Records supplied below:

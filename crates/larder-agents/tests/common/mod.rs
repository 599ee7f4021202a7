// Copyright 2025 eraflo
//
// Licensed under the Apache License, Version 2.0 (the "License");
// you may not use this file except in compliance with the License.
// You may obtain a copy of the License at
//
//     http://www.apache.org/licenses/LICENSE-2.0
//
// Unless required by applicable law or agreed to in writing, software
// distributed under the License is distributed on an "AS IS" BASIS,
// WITHOUT WARRANTIES OR CONDITIONS OF ANY KIND, either express or implied.
// See the License for the specific language governing permissions and
// limitations under the License.

//! An in-memory package loader whose asynchronous operations are completed by
//! hand, so tests decide exactly when each load finishes.

#![allow(dead_code)]

use larder_core::asset::{asset_name_from_path, Asset, Instantiator, Placement, Provides};
use larder_core::error::LoadError;
use larder_core::loader::{AsyncOp, PackageLoader};
use std::cell::RefCell;
use std::collections::HashMap;
use std::rc::Rc;
use std::sync::Arc;

// --- Test payloads ---

#[derive(Debug, Clone, PartialEq)]
pub struct Mesh {
    pub vertices: u32,
}

#[derive(Debug, Clone, PartialEq)]
pub enum TestAsset {
    Mesh(Mesh),
    Text(String),
}
impl Asset for TestAsset {}

impl Provides<Mesh> for TestAsset {
    fn provide(&self) -> Option<&Mesh> {
        match self {
            TestAsset::Mesh(mesh) => Some(mesh),
            TestAsset::Text(_) => None,
        }
    }
}

impl Provides<str> for TestAsset {
    fn provide(&self) -> Option<&str> {
        match self {
            TestAsset::Text(text) => Some(text),
            TestAsset::Mesh(_) => None,
        }
    }
}

/// Records every mesh it is asked to spawn.
#[derive(Default)]
pub struct MeshSpawner {
    pub spawned: Vec<(u32, Option<[f32; 3]>, Option<u64>)>,
}

impl Instantiator<Mesh> for MeshSpawner {
    type Instance = usize;
    type Parent = u64;

    fn instantiate(&mut self, prototype: &Mesh, placement: Option<&Placement<u64>>) -> usize {
        self.spawned.push((
            prototype.vertices,
            placement.map(|p| p.position),
            placement.and_then(|p| p.parent),
        ));
        self.spawned.len() - 1
    }
}

// --- Manual operations ---

struct OpState<T> {
    progress: f32,
    done: bool,
    result: Option<Result<T, LoadError>>,
}

/// An operation that only finishes when its [`OpControl`] says so.
pub struct ManualOp<T>(Rc<RefCell<OpState<T>>>);

/// The test's side of a [`ManualOp`].
pub struct OpControl<T>(Rc<RefCell<OpState<T>>>);

impl<T> Clone for OpControl<T> {
    fn clone(&self) -> Self {
        Self(Rc::clone(&self.0))
    }
}

impl<T> OpControl<T> {
    pub fn set_progress(&self, progress: f32) {
        self.0.borrow_mut().progress = progress;
    }

    pub fn finish(&self) {
        let mut state = self.0.borrow_mut();
        state.progress = 1.0;
        state.done = true;
    }

    pub fn fail(&self, error: LoadError) {
        let mut state = self.0.borrow_mut();
        state.result = Some(Err(error));
        state.done = true;
    }
}

fn manual_pair<T>(result: T) -> (ManualOp<T>, OpControl<T>) {
    let state = Rc::new(RefCell::new(OpState {
        progress: 0.0,
        done: false,
        result: Some(Ok(result)),
    }));
    (ManualOp(Rc::clone(&state)), OpControl(state))
}

impl<T> AsyncOp for ManualOp<T> {
    type Output = T;

    fn is_done(&self) -> bool {
        self.0.borrow().done
    }

    fn progress(&self) -> f32 {
        self.0.borrow().progress
    }

    fn take_result(&mut self) -> Result<T, LoadError> {
        self.0
            .borrow_mut()
            .result
            .take()
            .unwrap_or_else(|| Err(LoadError::Interrupted { name: "manual".into() }))
    }
}

// --- Loader ---

#[derive(Debug, Clone)]
pub struct MemoryPackage {
    pub name: String,
    pub assets: Vec<(String, TestAsset)>,
}

impl MemoryPackage {
    fn find(&self, name: &str) -> Option<&TestAsset> {
        self.assets
            .iter()
            .find(|(path, _)| asset_name_from_path(path) == Some(name))
            .map(|(_, asset)| asset)
    }
}

#[derive(Debug, Default, Clone, Copy, PartialEq, Eq)]
pub struct Calls {
    pub open_package: usize,
    pub load_asset: usize,
    pub unload_package: usize,
}

#[derive(Default)]
pub struct MemoryLoader {
    packages: HashMap<String, MemoryPackage>,
    package_ops: RefCell<HashMap<String, OpControl<MemoryPackage>>>,
    asset_ops: RefCell<HashMap<String, OpControl<TestAsset>>>,
    pub calls: Calls,
}

impl MemoryLoader {
    pub fn new() -> Self {
        Self::default()
    }

    pub fn with_package(mut self, name: &str, assets: &[(&str, TestAsset)]) -> Self {
        let package = MemoryPackage {
            name: name.to_string(),
            assets: assets
                .iter()
                .map(|(path, asset)| (path.to_string(), asset.clone()))
                .collect(),
        };
        self.packages.insert(name.to_string(), package);
        self
    }

    /// The control of the latest asynchronous open of `name`.
    pub fn package_op(&self, name: &str) -> OpControl<MemoryPackage> {
        self.package_ops.borrow()[name].clone()
    }

    /// The control of the latest asynchronous load of `name`.
    pub fn asset_op(&self, name: &str) -> OpControl<TestAsset> {
        self.asset_ops.borrow()[name].clone()
    }

    fn package(&self, name: &str) -> Result<&MemoryPackage, LoadError> {
        self.packages.get(name).ok_or_else(|| LoadError::PackageNotFound {
            path: name.to_string(),
        })
    }

    fn asset(&self, package: &MemoryPackage, name: &str) -> Result<TestAsset, LoadError> {
        package.find(name).cloned().ok_or_else(|| LoadError::AssetNotFound {
            package: package.name.clone(),
            name: name.to_string(),
        })
    }
}

impl PackageLoader for MemoryLoader {
    type Package = MemoryPackage;
    type Asset = TestAsset;
    type PackageOp = ManualOp<MemoryPackage>;
    type AssetOp = ManualOp<TestAsset>;

    fn open_package(&mut self, name: &str) -> Result<MemoryPackage, LoadError> {
        self.calls.open_package += 1;
        self.package(name).cloned()
    }

    fn open_package_async(&mut self, name: &str) -> Result<Self::PackageOp, LoadError> {
        self.calls.open_package += 1;
        let (op, control) = manual_pair(self.package(name)?.clone());
        self.package_ops.borrow_mut().insert(name.to_string(), control);
        Ok(op)
    }

    fn asset_names(&self, package: &MemoryPackage) -> Vec<String> {
        package.assets.iter().map(|(path, _)| path.clone()).collect()
    }

    fn load_asset(
        &mut self,
        package: &Arc<MemoryPackage>,
        name: &str,
    ) -> Result<TestAsset, LoadError> {
        self.calls.load_asset += 1;
        self.asset(package, name)
    }

    fn load_asset_async(
        &mut self,
        package: &Arc<MemoryPackage>,
        name: &str,
    ) -> Result<Self::AssetOp, LoadError> {
        self.calls.load_asset += 1;
        let (op, control) = manual_pair(self.asset(package, name)?);
        self.asset_ops.borrow_mut().insert(name.to_string(), control);
        Ok(op)
    }

    fn unload_package(&mut self, _package: &MemoryPackage, _unload_all_instances: bool) {
        self.calls.unload_package += 1;
    }
}

/// The bundles most tests start from.
pub fn effects_loader() -> MemoryLoader {
    MemoryLoader::new()
        .with_package(
            "particles",
            &[
                ("fx/fire_particle.mesh", TestAsset::Mesh(Mesh { vertices: 12 })),
                ("fx/smoke_particle.mesh", TestAsset::Mesh(Mesh { vertices: 8 })),
                ("fx/spark.mesh", TestAsset::Mesh(Mesh { vertices: 4 })),
                ("fx/readme.txt", TestAsset::Text("fire and smoke".into())),
            ],
        )
        .with_package(
            "ui",
            &[("ui/button.mesh", TestAsset::Mesh(Mesh { vertices: 6 }))],
        )
        .with_package(
            "particles_copy",
            &[("copy/fire_particle.mesh", TestAsset::Mesh(Mesh { vertices: 1 }))],
        )
}
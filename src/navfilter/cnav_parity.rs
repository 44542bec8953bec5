use log::debug;

use super::{cnav, NavFilter, NavFilterKey, NavMsgList};
use crate::prelude::Error;

/// [CNavParityFilter] rejects CNAV messages whose CRC-24Q does not
/// match their content. Stateless: decisions are immediate.
#[derive(Debug, Default)]
pub struct CNavParityFilter<'a> {
    rejected: NavMsgList<'a>,
}

impl<'a> CNavParityFilter<'a> {
    pub fn new() -> Self {
        Self::default()
    }
}

impl<'a> NavFilter<'a> for CNavParityFilter<'a> {
    fn name(&self) -> &'static str {
        "cnav-parity"
    }

    fn validate(
        &mut self,
        input: NavMsgList<'a>,
        output: &mut NavMsgList<'a>,
    ) -> Result<(), Error> {
        for msg in input {
            if cnav::check_crc(msg.cnav_words()?) {
                output.push(msg);
            } else {
                debug!("{} - CRC failure", msg);
                self.rejected.push(msg);
            }
        }
        Ok(())
    }

    fn rejected(&self) -> &[NavFilterKey<'a>] {
        &self.rejected
    }

    fn clear_rejected(&mut self) {
        self.rejected.clear();
    }
}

End of Records supplied.

- _Activity_: Report the number of lines above that contain the word "PackageLoader", and only that number.

- _Exercise output_: 2